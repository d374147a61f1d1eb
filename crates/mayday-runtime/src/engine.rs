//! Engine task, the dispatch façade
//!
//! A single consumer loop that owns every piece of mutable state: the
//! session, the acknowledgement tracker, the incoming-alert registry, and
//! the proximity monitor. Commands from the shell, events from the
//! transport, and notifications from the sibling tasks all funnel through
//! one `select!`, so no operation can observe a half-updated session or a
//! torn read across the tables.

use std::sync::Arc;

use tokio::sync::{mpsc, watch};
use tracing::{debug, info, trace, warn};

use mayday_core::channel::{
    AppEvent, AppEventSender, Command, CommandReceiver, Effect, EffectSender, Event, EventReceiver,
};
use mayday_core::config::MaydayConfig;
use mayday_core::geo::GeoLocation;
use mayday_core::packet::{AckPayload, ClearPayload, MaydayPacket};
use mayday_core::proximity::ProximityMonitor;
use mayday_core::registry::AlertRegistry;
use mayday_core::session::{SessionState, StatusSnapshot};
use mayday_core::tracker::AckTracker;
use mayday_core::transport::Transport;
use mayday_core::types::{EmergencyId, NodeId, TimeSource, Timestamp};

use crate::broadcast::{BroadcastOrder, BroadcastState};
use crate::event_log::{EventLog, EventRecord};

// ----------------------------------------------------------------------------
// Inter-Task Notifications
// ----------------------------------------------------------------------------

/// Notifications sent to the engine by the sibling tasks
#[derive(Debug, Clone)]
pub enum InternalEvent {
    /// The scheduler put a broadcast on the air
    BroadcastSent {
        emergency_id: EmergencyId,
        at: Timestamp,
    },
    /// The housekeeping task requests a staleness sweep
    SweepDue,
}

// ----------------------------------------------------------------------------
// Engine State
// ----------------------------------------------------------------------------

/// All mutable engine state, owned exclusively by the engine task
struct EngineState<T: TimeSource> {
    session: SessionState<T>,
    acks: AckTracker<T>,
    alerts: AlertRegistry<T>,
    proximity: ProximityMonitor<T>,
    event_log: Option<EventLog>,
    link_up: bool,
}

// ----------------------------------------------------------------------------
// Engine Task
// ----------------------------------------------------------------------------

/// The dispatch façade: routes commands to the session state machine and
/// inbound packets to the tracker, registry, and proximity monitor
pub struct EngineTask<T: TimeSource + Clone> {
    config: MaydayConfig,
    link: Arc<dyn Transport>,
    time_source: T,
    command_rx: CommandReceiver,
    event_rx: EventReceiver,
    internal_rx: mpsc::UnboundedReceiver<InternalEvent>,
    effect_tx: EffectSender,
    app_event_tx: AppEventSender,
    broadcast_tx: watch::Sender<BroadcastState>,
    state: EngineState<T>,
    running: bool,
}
...
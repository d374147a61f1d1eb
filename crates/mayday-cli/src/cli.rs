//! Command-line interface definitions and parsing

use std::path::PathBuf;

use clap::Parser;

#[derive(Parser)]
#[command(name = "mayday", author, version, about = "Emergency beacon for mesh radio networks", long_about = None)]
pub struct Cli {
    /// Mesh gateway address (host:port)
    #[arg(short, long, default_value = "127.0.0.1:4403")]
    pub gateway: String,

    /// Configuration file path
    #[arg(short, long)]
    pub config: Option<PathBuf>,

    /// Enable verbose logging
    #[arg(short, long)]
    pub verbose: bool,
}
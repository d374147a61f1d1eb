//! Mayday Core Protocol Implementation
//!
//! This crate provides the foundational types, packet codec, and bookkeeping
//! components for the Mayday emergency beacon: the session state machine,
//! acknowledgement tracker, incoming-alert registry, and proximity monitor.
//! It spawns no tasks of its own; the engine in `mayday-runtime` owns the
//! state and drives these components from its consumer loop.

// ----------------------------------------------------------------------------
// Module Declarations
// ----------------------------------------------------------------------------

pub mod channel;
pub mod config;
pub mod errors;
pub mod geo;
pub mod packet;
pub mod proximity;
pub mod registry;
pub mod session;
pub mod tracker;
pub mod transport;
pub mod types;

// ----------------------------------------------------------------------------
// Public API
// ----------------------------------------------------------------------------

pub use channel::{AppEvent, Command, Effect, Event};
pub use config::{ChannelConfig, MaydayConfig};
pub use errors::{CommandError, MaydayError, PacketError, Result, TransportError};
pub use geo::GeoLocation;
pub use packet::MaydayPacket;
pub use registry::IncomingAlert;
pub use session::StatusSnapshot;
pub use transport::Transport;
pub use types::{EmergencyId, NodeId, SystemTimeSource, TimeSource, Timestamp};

_WORK TO COMPLETE_
Pull every line that holds the string "EventReceiver" out of the records.

_RESPONSE BOX_
    AppEvent, AppEventSender, Command, CommandReceiver, Effect, EffectSender, Event, EventReceiver,
    event_rx: EventReceiver,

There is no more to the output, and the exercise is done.